The parish church of All Saints stands on a small rise in the northwest of the village. The body of the church dates from the 12th century, and the south doorway and chancel arch survive from that period.

In the 15th century the nave was largely rebuilt, and the chancel and tower added. Restoration in 1885 by C.E. Ponting saw the rebuilding of the chancel. Pevsner states "Nave and chancel externally all Ponting's". Other work in the 19th century included the replacement of the south porch, re-roofing of the chancel, and rebuilding of the top section of the tower. Today the tower is in limestone ashlar, with a stair-tower to the southeast; the nave is sarsen and greensand rubble with limestone quoins and dressings, on sarsen foundations; and the chancel is flint with limestone banding.

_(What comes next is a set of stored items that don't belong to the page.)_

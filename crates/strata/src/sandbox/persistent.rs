//! Long-lived interpreter process with crash and timeout recovery
//!
//! One interpreter (in a container or on the host) serves every execution so
//! that variables and imports persist between calls. A background task
//! drains its output into a bounded queue of protocol messages.

use std::{
    process::Stdio,
    sync::atomic::{AtomicU64, Ordering},
    time::Duration,
};

use async_trait::async_trait;
use futures::StreamExt;
use tokio::{
    io::{AsyncBufReadExt, AsyncRead, AsyncWriteExt, BufReader},
    process::{Child, ChildStdin, Command},
    sync::{mpsc, Mutex},
    task::JoinHandle,
    time::Instant,
};
use tokio_util::codec::FramedRead;

use super::{
    frame::{StreamDemuxer, StreamKind},
    protocol::{ExecuteRequest, SandboxMessage, BOOTSTRAP},
    CodeExecutor, ExecutionOutput, SandboxError,
};
use crate::config::{SandboxConfig, SandboxRuntime};

const KILL_GRACE: Duration = Duration::from_secs(2);

enum RunFailure {
    Timeout,
    Crashed(String),
    Protocol(String),
}

struct SandboxProcess {
    child: Child,
    stdin: ChildStdin,
    replies: mpsc::Receiver<SandboxMessage>,
    reader: JoinHandle<()>,
    stderr_drain: Option<JoinHandle<()>>,
    /// (program, name) of the container to remove on shutdown
    container: Option<(String, String)>,
}

fn build_command(config: &SandboxConfig) -> (Command, Option<(String, String)>) {
    match config.runtime {
        SandboxRuntime::Container => {
            let name = format!("strata-sandbox-{}", uuid::Uuid::new_v4().simple());
            let mut command = Command::new(&config.program);
            command
                .arg("run")
                .arg("-i")
                .arg("--rm")
                .args(["--name", &name])
                .args(["--network", "none"])
                .args(["--memory", &config.memory_limit])
                .args(["--pids-limit", "256"])
                .args(["-e", "MPLBACKEND=Agg"])
                .arg(&config.image)
                .arg(&config.python)
                .args(["-u", "-c", BOOTSTRAP]);
            (command, Some((config.program.clone(), name)))
        }
        SandboxRuntime::Local => {
            let mut command = Command::new(&config.python);
            command.args(["-u", "-c", BOOTSTRAP]).env("MPLBACKEND", "Agg");
            (command, None)
        }
    }
}

/// Read protocol messages out of the sandbox's stdout into `replies`
async fn pump_replies<R>(output: R, replies: mpsc::Sender<SandboxMessage>)
where
    R: AsyncRead + Unpin,
{
    let mut frames = FramedRead::new(output, StreamDemuxer::detect());
    let mut pending: Vec<u8> = Vec::new();

    while let Some(chunk) = frames.next().await {
        let chunk = match chunk {
            Ok(chunk) => chunk,
            Err(e) => {
                tracing::warn!("[SANDBOX] Output stream error: {}", e);
                break;
            }
        };
        if chunk.stream == StreamKind::Stderr {
            tracing::debug!(
                "[SANDBOX] stderr: {}",
                String::from_utf8_lossy(&chunk.data).trim_end()
            );
            continue;
        }

        pending.extend_from_slice(&chunk.data);
        while let Some(pos) = pending.iter().position(|b| *b == b'\n') {
            let line: Vec<u8> = pending.drain(..=pos).collect();
            let line = String::from_utf8_lossy(&line);
            if line.trim().is_empty() {
                continue;
            }
            match SandboxMessage::parse(&line) {
                Some(message) => {
                    if replies.send(message).await.is_err() {
                        return;
                    }
                }
                None => tracing::debug!("[SANDBOX] Ignoring non-protocol output: {}", line.trim()),
            }
        }
    }
    tracing::debug!("[SANDBOX] Output stream closed");
}

impl SandboxProcess {
    /// Start the interpreter and wait for its ready message until `deadline`.
    /// `budget` is the caller's timeout, reported if the deadline passes.
    async fn spawn(
        config: &SandboxConfig,
        deadline: Instant,
        budget: Duration,
    ) -> Result<Self, SandboxError> {
        let (mut command, container) = build_command(config);
        command
            .stdin(Stdio::piped())
            .stdout(Stdio::piped())
            .stderr(Stdio::piped())
            .kill_on_drop(true);

        let mut child = command.spawn().map_err(SandboxError::Spawn)?;
        let (Some(stdin), Some(stdout)) = (child.stdin.take(), child.stdout.take()) else {
            let _ = child.start_kill();
            return Err(SandboxError::Protocol("sandbox pipes not captured".to_string()));
        };

        let (tx, rx) = mpsc::channel(config.queue_capacity.max(1));
        let reader = tokio::spawn(pump_replies(stdout, tx));
        let stderr_drain = child.stderr.take().map(|stderr| {
            tokio::spawn(async move {
                let mut lines = BufReader::new(stderr).lines();
                while let Ok(Some(line)) = lines.next_line().await {
                    tracing::debug!("[SANDBOX] stderr: {}", line);
                }
            })
        });

        let mut process = Self {
            child,
            stdin,
            replies: rx,
            reader,
            stderr_drain,
            container,
        };

        if let Err(err) = process.wait_ready(deadline, budget).await {
            process.shutdown().await;
            return Err(err);
        }
        tracing::info!(runtime = ?config.runtime, "[SANDBOX] Sandbox process ready");
        Ok(process)
    }

    async fn wait_ready(&mut self, deadline: Instant, budget: Duration) -> Result<(), SandboxError> {
        loop {
            match tokio::time::timeout_at(deadline, self.replies.recv()).await {
                Err(_) => return Err(SandboxError::Timeout(budget)),
                Ok(None) => return Err(SandboxError::Crashed(self.exit_description())),
                Ok(Some(SandboxMessage::Ready)) => return Ok(()),
                Ok(Some(other)) => {
                    tracing::debug!("[SANDBOX] Unexpected message before ready: {:?}", other)
                }
            }
        }
    }

    fn is_alive(&mut self) -> bool {
        matches!(self.child.try_wait(), Ok(None)) && !self.reader.is_finished()
    }

    fn exit_description(&mut self) -> String {
        match self.child.try_wait() {
            Ok(Some(status)) => format!("process exited with {}", status),
            _ => "output stream closed".to_string(),
        }
    }

    async fn run(&mut self, id: u64, code: &str, deadline: Instant) -> Result<ExecutionOutput, RunFailure> {
        let line = ExecuteRequest { id, code }
            .to_line()
            .map_err(|e| RunFailure::Protocol(e.to_string()))?;

        let started = Instant::now();
        let write = async {
            self.stdin.write_all(line.as_bytes()).await?;
            self.stdin.flush().await
        };
        match tokio::time::timeout_at(deadline, write).await {
            Err(_) => return Err(RunFailure::Timeout),
            Ok(Err(e)) => return Err(RunFailure::Crashed(format!("write failed: {}", e))),
            Ok(Ok(())) => {}
        }

        loop {
            match tokio::time::timeout_at(deadline, self.replies.recv()).await {
                Err(_) => return Err(RunFailure::Timeout),
                Ok(None) => return Err(RunFailure::Crashed(self.exit_description())),
                Ok(Some(SandboxMessage::Ready)) => continue,
                Ok(Some(SandboxMessage::Error { message })) => {
                    return Err(RunFailure::Protocol(message))
                }
                Ok(Some(SandboxMessage::Result {
                    id: reply_id,
                    stdout,
                    stderr,
                    error,
                    artifacts,
                    ..
                })) => {
                    if reply_id != Some(id) {
                        tracing::debug!(?reply_id, expected = id, "[SANDBOX] Skipping stale result");
                        continue;
                    }
                    return Ok(ExecutionOutput {
                        stdout,
                        stderr,
                        error,
                        artifacts: artifacts.iter().filter_map(|a| a.decode()).collect(),
                        elapsed: started.elapsed(),
                        degraded: false,
                    });
                }
            }
        }
    }

    async fn shutdown(self) {
        let SandboxProcess {
            mut child,
            stdin,
            reader,
            stderr_drain,
            container,
            ..
        } = self;

        drop(stdin);
        let _ = child.start_kill();
        let _ = tokio::time::timeout(KILL_GRACE, child.wait()).await;
        reader.abort();
        if let Some(drain) = stderr_drain {
            drain.abort();
        }

        // Killing the CLI client does not always stop the container itself
        if let Some((program, name)) = container {
            tokio::spawn(async move {
                let _ = Command::new(program)
                    .args(["rm", "-f", &name])
                    .stdout(Stdio::null())
                    .stderr(Stdio::null())
                    .status()
                    .await;
            });
        }
    }
}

The plain octagonal font is from the 13th or 14th century, and the pulpit, also octagonal, is from the 17th. In the tower are six bells: one dated 1627 and three from the 18th century. The church was recorded as Grade I listed in 1962.

The first written mention of the church is in 1205. Later in that century the church belonged to Bradenstoke Priory. The benefice was united with Chirton in 1923, and the vicar was to reside at the parsonage house in Chirton. From 1951, the vicar also held the benefice of Patney, which was added to the united benefice in 1963. The three benefices were separated in 1976.

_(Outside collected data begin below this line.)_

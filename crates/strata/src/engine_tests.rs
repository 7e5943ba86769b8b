//! Tests for the request engine

#[cfg(test)]
mod tests {
    use std::sync::Arc;

    use async_trait::async_trait;
    use tokio::sync::mpsc;

    use crate::{
        config::StrataConfig,
        engine::Engine,
        error::{ErrorCategory, Result},
        events::LifecycleEvent,
        llm::ProviderError,
        modes::{self, CognitiveTier},
        request::{ModeSelection, Request, ResponseStatus},
        runtime::{HandlerOutput, TaskContext, TaskHandler},
        testing::{client, ScriptedProvider, ScriptedSearch},
    };

    struct PanickingHandler;

    #[async_trait]
    impl TaskHandler for PanickingHandler {
        async fn handle(&self, _ctx: &mut TaskContext) -> Result<HandlerOutput> {
            panic!("handler bug");
        }
    }

    fn engine(provider: Arc<ScriptedProvider>) -> Engine {
        Engine::builder(StrataConfig::default())
            .with_llm(client(&[provider]))
            .with_search(Arc::new(ScriptedSearch::per_query(1)))
            .without_sandbox()
            .build()
    }

    fn kinds(events: &[LifecycleEvent]) -> Vec<&'static str> {
        events.iter().map(|e| e.kind()).collect()
    }

    #[tokio::test]
    async fn test_simple_question_is_cached_on_repeat() {
        let provider = Arc::new(ScriptedProvider::replying("primary", "4"));
        let engine = engine(provider.clone());

        let first = engine.process(Request::new("What is 2+2?")).await;
        assert!(first.is_success());
        assert_eq!(first.mode, modes::CHAT);
        assert_eq!(first.tier, CognitiveTier::Fast);
        assert!(!first.cached);

        let second = engine.process(Request::new("What is 2+2?")).await;
        assert!(second.cached);
        assert_eq!(second.result, "4");
        assert_eq!(second.input_tokens, 0);
        assert_eq!(provider.calls(), 1);
        assert_eq!(engine.cache().stats().hits, 1);
    }

    #[tokio::test]
    async fn test_agentic_outage_is_retried_then_reported_in_band() {
        let temp = tempfile::tempdir().unwrap();
        let mut config = StrataConfig::default();
        config.retry.base_delay_ms = 1;
        config.research.output_dir = temp.path().to_path_buf();

        let primary = Arc::new(ScriptedProvider::failing(
            "primary",
            ProviderError::RequestFailed("connection refused".to_string()),
        ));
        let secondary = Arc::new(ScriptedProvider::failing(
            "secondary",
            ProviderError::NotAvailable("overloaded".to_string()),
        ));
        let engine = Engine::builder(config)
            .with_llm(client(&[primary.clone(), secondary.clone()]))
            .with_search(Arc::new(ScriptedSearch::per_query(1)))
            .without_sandbox()
            .build();

        let response = engine
            .process(
                Request::new("Write a comprehensive report on grid storage")
                    .with_mode(modes::DEEP_RESEARCH),
            )
            .await;

        assert_eq!(response.status, ResponseStatus::Failed);
        assert_eq!(response.tier, CognitiveTier::Agentic);
        assert_eq!(response.errors.len(), 3);
        let attempts: Vec<_> = response.errors.iter().map(|r| r.attempt).collect();
        assert_eq!(attempts, vec![0, 1, 2]);
        assert!(response.errors.iter().all(|r| r.step == "plan"));
        // Every attempt walks the whole provider chain once
        assert_eq!(primary.calls(), 3);
        assert_eq!(secondary.calls(), 3);

        let kinds = kinds(&response.events);
        assert_eq!(kinds.first(), Some(&"start"));
        assert_eq!(&kinds[kinds.len() - 2..], &["error", "end"]);
        assert!(!kinds.contains(&"result"));
    }

    #[tokio::test]
    async fn test_business_failure_is_not_retried() {
        let provider = Arc::new(ScriptedProvider::failing(
            "primary",
            ProviderError::ContentPolicy("refused".to_string()),
        ));
        let mut config = StrataConfig::default();
        config.retry.base_delay_ms = 1;
        let engine = Engine::builder(config)
            .with_llm(client(&[provider.clone()]))
            .with_search(Arc::new(ScriptedSearch::per_query(1)))
            .without_sandbox()
            .build();

        let response = engine
            .process(Request::new("anything").with_mode(modes::DEEP_RESEARCH))
            .await;

        assert_eq!(response.status, ResponseStatus::Failed);
        assert_eq!(response.errors.len(), 1);
        assert_eq!(response.errors[0].category, ErrorCategory::Business);
        assert_eq!(provider.calls(), 1);
    }

    #[tokio::test]
    async fn test_routing_is_deterministic() {
        let engine = engine(Arc::new(ScriptedProvider::new("unused")));
        let queries = [
            "What is 2+2?",
            "Compare Python and Rust for data pipelines, then plot the results",
            "Write a comprehensive report on the state of solar energy",
            "",
        ];
        for query in queries {
            let first = engine.route(query, &ModeSelection::Auto);
            for _ in 0..5 {
                let again = engine.route(query, &ModeSelection::Auto);
                assert_eq!(again.mode(), first.mode());
                assert_eq!(again.confidence(), first.confidence());
            }
        }
        assert_eq!(
            engine.route("", &ModeSelection::Auto).mode().name(),
            modes::CHAT
        );
    }

    #[tokio::test]
    async fn test_conversation_history_reaches_the_prompt() {
        let provider = Arc::new(
            ScriptedProvider::new("primary")
                .then_reply("Nice to meet you, Sam.")
                .then_reply("Your name is Sam."),
        );
        let engine = engine(provider.clone());

        let first = engine
            .process(Request::new("Hello, I am Sam").with_conversation("c1"))
            .await;
        assert!(first.is_success());

        let second = engine
            .process(Request::new("hi, what is my name?").with_conversation("c1"))
            .await;
        assert!(second.is_success());
        assert!(!second.cached);

        let prompts = provider.prompts();
        assert!(prompts[1].contains("Hello, I am Sam"));
        assert!(prompts[1].contains("Nice to meet you, Sam."));
        assert_eq!(engine.conversations().turns("c1").await.len(), 2);
    }

    #[tokio::test]
    async fn test_failed_turn_is_not_added_to_history() {
        let provider = Arc::new(ScriptedProvider::new("primary"));
        let engine = engine(provider);

        let response = engine
            .process(Request::new("hello").with_conversation("c2"))
            .await;
        assert_eq!(response.status, ResponseStatus::Failed);
        assert!(engine.conversations().turns("c2").await.is_empty());
    }

    #[tokio::test]
    async fn test_unknown_mode_falls_back_to_routing() {
        let engine = engine(Arc::new(ScriptedProvider::replying("primary", "hi")));
        let response = engine
            .process(Request::new("hello there").with_mode("telepathy"))
            .await;
        assert!(response.is_success());
        assert_eq!(response.mode, modes::CHAT);
    }

    #[tokio::test]
    async fn test_stream_and_response_carry_the_same_events() {
        let engine = engine(Arc::new(ScriptedProvider::replying("primary", "hi")));
        let (tx, mut rx) = mpsc::unbounded_channel();

        let response = engine
            .process_streaming(Request::new("hello").with_mode(modes::CHAT), tx)
            .await;

        let mut streamed = Vec::new();
        while let Ok(event) = rx.try_recv() {
            streamed.push(event);
        }
        assert_eq!(streamed, response.events);
        assert_eq!(kinds(&streamed), vec!["start", "token", "result", "end"]);
        assert!(streamed.iter().all(|e| e.trace_id() == response.trace_id));
    }

    #[tokio::test]
    async fn test_subscribers_see_every_request() {
        let engine = engine(Arc::new(ScriptedProvider::replying("primary", "hi")));
        let mut events = engine.subscribe();

        let response = engine.process(Request::new("hello")).await;

        let mut seen = Vec::new();
        while let Ok(event) = events.try_recv() {
            seen.push(event);
        }
        assert_eq!(seen.first().map(|e| e.kind()), Some("start"));
        assert_eq!(seen.last().map(|e| e.kind()), Some("end"));
        assert_eq!(seen.len(), response.events.len());
    }

    #[tokio::test]
    async fn test_panicking_handler_still_yields_a_response() {
        let engine = Engine::builder(StrataConfig::default())
            .with_llm(client(&[Arc::new(ScriptedProvider::replying("p", "x"))]))
            .with_search(Arc::new(ScriptedSearch::empty()))
            .without_sandbox()
            .with_handler(modes::CHAT, Arc::new(PanickingHandler))
            .build();

        let response = engine
            .process(Request::new("hello").with_mode(modes::CHAT))
            .await;

        assert_eq!(response.status, ResponseStatus::Failed);
        assert_eq!(response.errors[0].category, ErrorCategory::Unknown);
        assert_eq!(kinds(&response.events), vec!["start", "error", "end"]);
    }

    #[tokio::test]
    async fn test_usage_is_reported_per_request() {
        let engine = engine(Arc::new(ScriptedProvider::replying("primary", "answer")));
        let response = engine
            .process(Request::new("refactor this function").with_mode(modes::CODE))
            .await;

        assert!(response.is_success());
        // Decompose and answer calls, 10 + 5 tokens each
        assert_eq!(response.input_tokens, 20);
        assert_eq!(response.output_tokens, 10);
    }
}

Today the church is served by the Cannings and Redhorn Team Ministry, which covers a group of eight churches in the Vale of Pewsey. Parish registers survive from 1684 and are kept in the Wiltshire and Swindon History Centre.

==Local government==
The civil parish elects a parish council. Local government services are provided by Wiltshire Council, which has its headquarters in Trowbridge, and the parish is represented there by Paul Oatway.

==Archaeological site==

Marden Henge, close to the village on the other bank of the Avon, is a large Neolithic site.